The project was a success and was followed up with an academic lecturer from London researching how effective the work was in targeting teenage youths who attended the club.

Since then the project has blossomed into a Merseyside wide multi-agency approach to tackling knife crime across the region.

Boxing interventions and training sessions remain at the heart but many more agencies have joined the campaign with one aim in mind, no more deaths due to knife crime in Merseyside.

Police, hospitals, football clubs, education departments and many more are fully behind the campaign slogan..”Real Men Don’t Carry Knives”. Many celebrities across the city are endorsing the project and proudly wearing the t-shirt.

Boxers, including world heavyweight champion Anthony Joshua have put their name to the project.

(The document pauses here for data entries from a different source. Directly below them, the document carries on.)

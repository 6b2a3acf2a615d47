//! Abstract MQTT shadow transport port.
//!
//! The shadow transport itself (AT_LEAST_ONCE MQTT, the concrete topic
//! wire format) is explicitly out of scope; this module only defines the
//! shape `ConnectivityShadowMachine` drives it through.

use async_trait::async_trait;
use std::sync::Arc;
use thiserror::Error;

/// Abstract connectivity-info shadow transport for one Thing's `-gci`
/// named shadow.
#[async_trait]
pub trait ShadowClient: Send + Sync {
    /// Subscribe to `delta`, `get/accepted` and `get/rejected` for
    /// `thing_name`'s shadow. Events are delivered to `sink` until
    /// `unsubscribe` is called. Implementations retry subscribe failures
    /// with exponential backoff themselves (base 1s, cap 30s, indefinite).
    async fn subscribe(&self, thing_name: &str, sink: Arc<dyn ShadowEventSink>) -> Result<(), ShadowError>;

    /// Tear down the subscriptions established by `subscribe`.
    async fn unsubscribe(&self, thing_name: &str) -> Result<(), ShadowError>;

    /// Publish a `get` request for `thing_name`'s shadow.
    async fn publish_get(&self, thing_name: &str) -> Result<(), ShadowError>;

    /// Publish `state.reported = desired_state` for `thing_name`'s shadow.
    async fn publish_reported(
        &self,
        thing_name: &str,
        desired_state: serde_json::Value,
    ) -> Result<(), ShadowError>;
}

/// Receives shadow events pushed by a `ShadowClient` subscription.
pub trait ShadowEventSink: Send + Sync {
    /// Called once per `delta` or `get/accepted` message.
    fn on_shadow_state(&self, event: ShadowEvent);

    /// Called once per `get/rejected` message.
    fn on_get_rejected(&self, code: u32, message: String);
}

/// A single shadow version observation, either from `delta` or
/// `get/accepted`.
#[derive(Debug, Clone)]
pub struct ShadowEvent {
    /// Monotonic shadow document version from the cloud.
    pub shadow_version: u64,
    /// Opaque `desired.version` field used as the CIS version tiebreaker.
    pub cis_version: String,
    /// The raw desired-state document.
    pub desired_state: serde_json::Value,
}

/// Shadow transport errors.
#[derive(Debug, Error)]
pub enum ShadowError {
    /// Subscribe failed (caller retries with backoff).
    #[error("shadow subscribe failed: {0}")]
    SubscribeFailed(String),

    /// Publish failed.
    #[error("shadow publish failed: {0}")]
    PublishFailed(String),

    /// Waiting for `get/accepted` or `get/rejected` exceeded
    /// `mqttOperationTimeout + 5s`.
    #[error("timed out waiting for shadow get response")]
    Timeout,
}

The initiative has three main strands:

  1. Engagement and diversion for young people at risk of knife crime
  2. Education – delivering a workshop to every secondary school in Liverpool, with further approaches to work in primary schools
  3. Campaign – raising awareness of the scale of the problem with the “Real Men Don’t Carry Knives” slogan being promoted in a variety of different settings.

In the last 12 weeks, 7,000 young people have attended workshops, with 1,000 of those admitting to carrying a knife. The vast majority of those are not in gangs, but falsely believe that carrying a knife will help to protect them.

England Boxing will now work with the campaign and try to replicate the project in other major cities.